Automated, browser-based testing is a key element of web application development, benefiting both simple and complex applications. Writing effective tests for browser-based apps can be a complex, tedious and often repetitive task. In this post, I will be discussing a general approach to write meaningful, loosely-coupled UI tests for web applications by going beyond the Page Object Design Pattern into a more fine-grained approach I call ‘Logical entities to UI object mapping‘. I will show code in written Java 8 leveraging the Selenium and Selenide frameworks to show examples of the method described.
In web development, a common component used to perform browser-based testing is Selenium, which is a suite of frameworks and tools to automate browsers. All code in the Selenium projects is licensed under Apache 2.0. Selenium WebDriver is the most important component, which exposes an API to control several web browser and browser engines, and includes several language bindings: Java, C#, Python, Ruby, Perl, PHP and Javascript.
Page Object test design pattern
Selenium and the WebDriver API are very flexible and relatively easy to use. Make sure to check out the Test Design Consideration page of on the Selenium documentation for tips on how to structure your code, specially the Page Object Design Pattern section. There is a great post by Martin Fowler on the subject, plus lots of resources and blog posts on the web.
The following example is from the Selenium documentation, showing how coding a test using the straightforward WebDriver API can result in complex code that mixes many concerns:
/***
* Tests login feature
*/
public class Login {
public void testLogin() {
selenium.type("inputBox", "testUser");
selenium.type("password", "my supersecret password");
selenium.click("sign-in");
selenium.waitForPageToLoad("PageWaitPeriod");
Assert.assertTrue(selenium.isElementPresent("compose button"),
"Login was unsuccessful");
}
}
This kind of code, specially when adding lots of selectors and adding more test logic, can quickly transform into hard to maintain, spaguetti code.
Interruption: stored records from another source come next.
use std::fmt;

use serde::{Deserialize, Serialize};

/// One of the four rewrite styles the service produces.
///
/// The declaration order is the delivery order on the streaming path.
#[derive(Debug, Clone, Copy, PartialEq, Eq, Hash, Serialize, Deserialize)]
#[serde(rename_all = "lowercase")]
pub enum Style {
    Professional,
    Casual,
    Polite,
    Social,
}

impl Style {
    /// Every style, in the fixed streaming order.
    pub const ALL: [Style; 4] = [
        Style::Professional,
        Style::Casual,
        Style::Polite,
        Style::Social,
    ];

    /// Wire name, also the JSON key in the response contract.
    pub fn as_str(self) -> &'static str {
        match self {
            Style::Professional => "professional",
            Style::Casual => "casual",
            Style::Polite => "polite",
            Style::Social => "social",
        }
    }

    /// Human label used when phrasing prompts.
    pub fn label(self) -> &'static str {
        match self {
            Style::Social => "social media",
            other => other.as_str(),
        }
    }
}

impl fmt::Display for Style {
    fn fmt(&self, f: &mut fmt::Formatter<'_>) -> fmt::Result {
        f.write_str(self.as_str())
    }
}
//! Logging and metrics setup, plus the handful of metric names we emit.

use axum::http::StatusCode;
use metrics_exporter_prometheus::{PrometheusBuilder, PrometheusHandle};
use std::time::Duration;

pub const REQUESTS_TOTAL: &str = "rephrase_requests_total";
pub const REQUEST_DURATION_SECONDS: &str = "rephrase_request_duration_seconds";
pub const STREAM_EVENTS_TOTAL: &str = "rephrase_stream_events_total";
pub const HTTP_RESPONSES_TOTAL: &str = "rephrase_http_responses_total";

/// Install the JSON tracing subscriber
pub fn init_tracing(log_level: &str) {
    tracing_subscriber::fmt()
        .with_env_filter(log_level)
        .with_target(false)
        .with_thread_ids(true)
        .with_thread_names(true)
        .json()
        .init();
}

/// Install the global Prometheus recorder
pub fn install_metrics_recorder() -> anyhow::Result<PrometheusHandle> {
    Ok(PrometheusBuilder::new().install_recorder()?)
}

pub fn record_request(endpoint: &'static str, outcome: &'static str, elapsed: Duration) {
    metrics::counter!(REQUESTS_TOTAL, "endpoint" => endpoint, "outcome" => outcome).increment(1);
    metrics::histogram!(REQUEST_DURATION_SECONDS, "endpoint" => endpoint)
        .record(elapsed.as_secs_f64());
}

pub fn record_stream_event(event: &'static str) {
    metrics::counter!(STREAM_EVENTS_TOTAL, "event" => event).increment(1);
}

pub fn record_http_response(status: StatusCode) {
    metrics::counter!(HTTP_RESPONSES_TOTAL, "status" => status.as_u16().to_string()).increment(1);
}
When using the Page Object pattern, the original test code can be refactored into a more OOP class that has more semantics:
/**
* Page Object encapsulates the Sign-in page.
*/
public class SignInPage {
private Selenium selenium;
public SignInPage(Selenium selenium) {
this.selenium = selenium;
if(!selenium.getTitle().equals("Sign in page")) {
throw new IllegalStateException("This is not sign in page, current page is: "
+selenium.getLocation());
}
}
/**
* Login as valid user
*
* @param userName
* @param password
* @return HomePage object
*/
public HomePage loginValidUser(String userName, String password) {
selenium.type("usernamefield", userName);
selenium.type("passwordfield", password);
selenium.click("sign-in");
selenium.waitForPageToLoad("waitPeriod");
return new HomePage(selenium);
}
}
There are also fair warnings on the tradeoffs involved in applying the pattern, as described in this blog post.
In this case the warning is focused on the risk of grouping unrelated semantic and intent in aggregation ‘page’ classes.
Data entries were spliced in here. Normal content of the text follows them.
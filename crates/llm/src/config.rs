use serde::{Deserialize, Deserializer, Serialize};
use std::time::Duration;

use crate::LlmError;

/// API version used when `AZURE_OPENAI_API_VERSION` is unset or blank.
pub const DEFAULT_AZURE_API_VERSION: &str = "2024-10-21";

/// Which provider variant the factory should build.
#[derive(Debug, Clone, Copy, PartialEq, Eq, Serialize)]
#[serde(rename_all = "lowercase")]
pub enum LlmMode {
    Fake,
    Real,
}

/// Provider selection and upstream settings.
///
/// Field names match the lowercased environment variables they are read
/// from (`LLM_MODE`, `AZURE_OPENAI_ENDPOINT`, ...), so the struct can be fed
/// straight from an environment source.
///
/// # Example
/// ```
/// use llm::{build_provider, LlmConfig};
///
/// let cfg = LlmConfig {
///     fake_stream_delay_ms: 0,
///     ..Default::default()
/// };
/// let provider = build_provider(&cfg).unwrap();
/// assert_eq!(provider.name(), "fake");
/// ```
#[derive(Debug, Clone, Serialize, Deserialize, PartialEq)]
#[serde(default)]
pub struct LlmConfig {
    /// `"fake"` or `"real"`, case-insensitive.
    pub llm_mode: String,
    /// Safety switch; real upstream calls are refused unless this is set.
    #[serde(deserialize_with = "deserialize_truthy")]
    pub allow_real_llm: bool,
    pub azure_openai_endpoint: String,
    #[serde(skip_serializing)]
    pub azure_openai_api_key: String,
    pub azure_openai_api_version: String,
    pub azure_openai_deployment: String,
    /// Per-request upstream timeout, in (fractional) seconds.
    pub azure_openai_timeout_seconds: f64,
    /// Characters per streamed chunk in fake mode.
    pub fake_stream_chunk_size: usize,
    /// Pause between streamed chunks in fake mode. Zero or negative disables it.
    pub fake_stream_delay_ms: i64,
}

impl Default for LlmConfig {
    fn default() -> Self {
        Self {
            llm_mode: "fake".into(),
            allow_real_llm: false,
            azure_openai_endpoint: String::new(),
            azure_openai_api_key: String::new(),
            azure_openai_api_version: String::new(),
            azure_openai_deployment: String::new(),
            azure_openai_timeout_seconds: 30.0,
            fake_stream_chunk_size: 8,
            fake_stream_delay_ms: 120,
        }
    }
}

impl LlmConfig {
    pub fn mode(&self) -> Result<LlmMode, LlmError> {
        match self.llm_mode.trim().to_ascii_lowercase().as_str() {
            "fake" => Ok(LlmMode::Fake),
            "real" => Ok(LlmMode::Real),
            other => Err(LlmError::InvalidConfig(format!(
                "Invalid LLM_MODE={other:?}. Expected 'fake' or 'real'."
            ))),
        }
    }

    pub fn api_version(&self) -> &str {
        match self.azure_openai_api_version.trim() {
            "" => DEFAULT_AZURE_API_VERSION,
            version => version,
        }
    }

    pub fn timeout(&self) -> Duration {
        if self.azure_openai_timeout_seconds.is_finite() && self.azure_openai_timeout_seconds > 0.0
        {
            Duration::from_secs_f64(self.azure_openai_timeout_seconds)
        } else {
            Duration::from_secs(30)
        }
    }

    pub fn fake_stream_delay(&self) -> Duration {
        Duration::from_millis(self.fake_stream_delay_ms.max(0).unsigned_abs())
    }
}

/// Accepts booleans, integers and the usual truthy strings
/// (`1`, `true`, `yes`, `y`, `on`). Anything else is `false`.
fn deserialize_truthy<'de, D>(deserializer: D) -> Result<bool, D::Error>
where
    D: Deserializer<'de>,
{
    #[derive(Deserialize)]
    #[serde(untagged)]
    enum Flag {
        Bool(bool),
        Int(i64),
        Text(String),
    }

    Ok(match Flag::deserialize(deserializer)? {
        Flag::Bool(value) => value,
        Flag::Int(value) => value != 0,
        Flag::Text(value) => is_truthy(&value),
    })
}

fn is_truthy(value: &str) -> bool {
    matches!(
        value.trim().to_ascii_lowercase().as_str(),
        "1" | "true" | "yes" | "y" | "on"
    )
}
//! Rephrase Server - HTTP API for LLM-backed text rephrasing
//!
//! Exposes the `rephrase` core over HTTP:
//!
//! - **One-shot**: `POST /rephrase` returns all four styles at once
//! - **Streaming**: `POST /rephrase/stream` sends per-style deltas as
//!   server-sent events, then one `final` (or `error`) event
//! - **Health & Metrics**: liveness/readiness probes and Prometheus metrics
//!
//! # Features
//!
//! - **Middleware**: CORS from an explicit allow-list, compression, request ID
//!   tracking, structured JSON logging
//! - **Configuration**: `rephrase.{toml,yaml,json}` plus `REPHRASE_*`
//!   environment variables; provider settings (`LLM_MODE`, `ALLOW_REAL_LLM`,
//!   `AZURE_OPENAI_*`, `FAKE_STREAM_*`) are re-read on every request
//! - **Error Handling**: every failure answers `{code, message, details}`
//! - **Graceful Shutdown**: SIGTERM and Ctrl+C
//!
//! # Quick Start
//!
//! ```rust,no_run
//! use server::ServerConfig;
//!
//! #[tokio::main]
//! async fn main() -> anyhow::Result<()> {
//!     let config = ServerConfig::load()?;
//!     server::start_server(config).await?;
//!     Ok(())
//! }
//! ```
//!
//! # API Endpoints
//!
//! - `GET /` - API information
//! - `GET /health` - Liveness probe
//! - `GET /ready` - Readiness probe (503 when no provider can be built)
//! - `GET /metrics` - Prometheus metrics
//! - `POST /rephrase` - Rephrase text
//! - `POST /rephrase/stream` - Rephrase text, streamed

pub mod config;
pub mod error;
pub mod middleware;
pub mod routes;
pub mod server;
pub mod state;
pub mod telemetry;

pub use config::ServerConfig;
pub use error::{ApiError, ApiResult, ErrorBody};
pub use server::{build_router, start_server};
pub use state::{env_provider_factory, ProviderFactory, ServerState};
use crate::config::{load_llm_config, ServerConfig};
use llm::{build_provider, LlmError, LlmProvider};
use metrics_exporter_prometheus::PrometheusHandle;
use std::sync::Arc;

/// Builds a provider for one request.
pub type ProviderFactory =
    Arc<dyn Fn() -> Result<Arc<dyn LlmProvider>, LlmError> + Send + Sync>;

/// Shared application state
#[derive(Clone)]
pub struct ServerState {
    /// Server configuration
    pub config: Arc<ServerConfig>,

    provider_factory: ProviderFactory,

    /// Prometheus handle, present when the recorder is installed
    metrics: Option<PrometheusHandle>,
}

impl ServerState {
    /// State whose providers come from the process environment
    pub fn new(config: ServerConfig) -> Self {
        Self::with_provider_factory(config, env_provider_factory())
    }

    pub fn with_provider_factory(config: ServerConfig, provider_factory: ProviderFactory) -> Self {
        Self {
            config: Arc::new(config),
            provider_factory,
            metrics: None,
        }
    }

    pub fn with_metrics(mut self, handle: PrometheusHandle) -> Self {
        self.metrics = Some(handle);
        self
    }

    /// Construct a provider. No network I/O happens here.
    pub fn provider(&self) -> Result<Arc<dyn LlmProvider>, LlmError> {
        (self.provider_factory)()
    }

    /// Prometheus text exposition, empty without a recorder
    pub fn render_metrics(&self) -> String {
        self.metrics
            .as_ref()
            .map(PrometheusHandle::render)
            .unwrap_or_default()
    }
}

/// Factory that re-reads `LlmConfig` from the environment on every call
pub fn env_provider_factory() -> ProviderFactory {
    Arc::new(|| -> Result<Arc<dyn LlmProvider>, LlmError> {
        let cfg = load_llm_config()?;
        build_provider(&cfg)
    })
}
impl fmt::Display for ConfigError {
    fn fmt(&self, f: &mut fmt::Formatter<'_>) -> fmt::Result {
        match self {
            ConfigError::UnsupportedAxis { layer, axis } => {
                write!(
                    f,
                    "{}: supported axes are 0, 1, 2, 3, 4 and -1, got {}",
                    layer, axis
                )
            }
            ConfigError::NotEnoughInputs { layer, num_inputs } => {
                write!(
                    f,
                    "{}: expected more than one input, resolved {}; provide \
                     `num_inputs` if no shape signature is given",
                    layer, num_inputs
                )
            }
            ConfigError::InvalidReplicaCount { layer } => {
                write!(f, "{}: `num_replicate` must be positive", layer)
            }
            ConfigError::ConflictingInputCounts {
                layer,
                requested,
                resolved,
            } => {
                write!(
                    f,
                    "{}: requested {} inputs but the known shape signature implies {}",
                    layer, requested, resolved
                )
            }
            ConfigError::NoInputs { layer } => {
                write!(f, "{}: a layer needs at least one input", layer)
            }
        }
    }
}

impl Error for ConfigError {}

/// Errors raised when shape inference rejects its inputs.
///
/// Each variant names the layer that failed; the dimensional variants also
/// carry the offending shapes for diagnostics.
#[derive(Debug, PartialEq, Eq)]
pub enum ShapeError {
    /// The layer takes several inputs but was given a single descriptor.
    ExpectedMultiInput { layer: String },

    /// The layer takes one input but was given a list of descriptors.
    ExpectedSingleInput { layer: String },

    /// The number of descriptors does not match the layer's input count.
    WrongInputCount {
        layer: String,
        expected: usize,
        actual: usize,
    },

    /// The configured axis lies outside the rank of an input shape.
    AxisOutOfRange {
        layer: String,
        axis: isize,
        ndim: usize,
    },

    /// Dimensions that must agree across inputs differ.
    IncompatibleShapes {
        layer: String,
        axis: Option<isize>,
        shapes: Vec<Shape>,
    },
}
In my case, I also tend to stay away from ‘page’ classes and write UI abstractions around the application’s logical entities. Logical entities are mapped to UI objects and then accessed naturally through their relationships so user actions and navigation are kept intentional. To also keep code within the domain of UI testing, most UI class methods are explicitly called after common user browser actions like clicking, moving the mouse or entering text into forms. In practice I have found that this combination is a ‘sweet spot’ combination of useful abstraction, loose coupling, testability and practicality.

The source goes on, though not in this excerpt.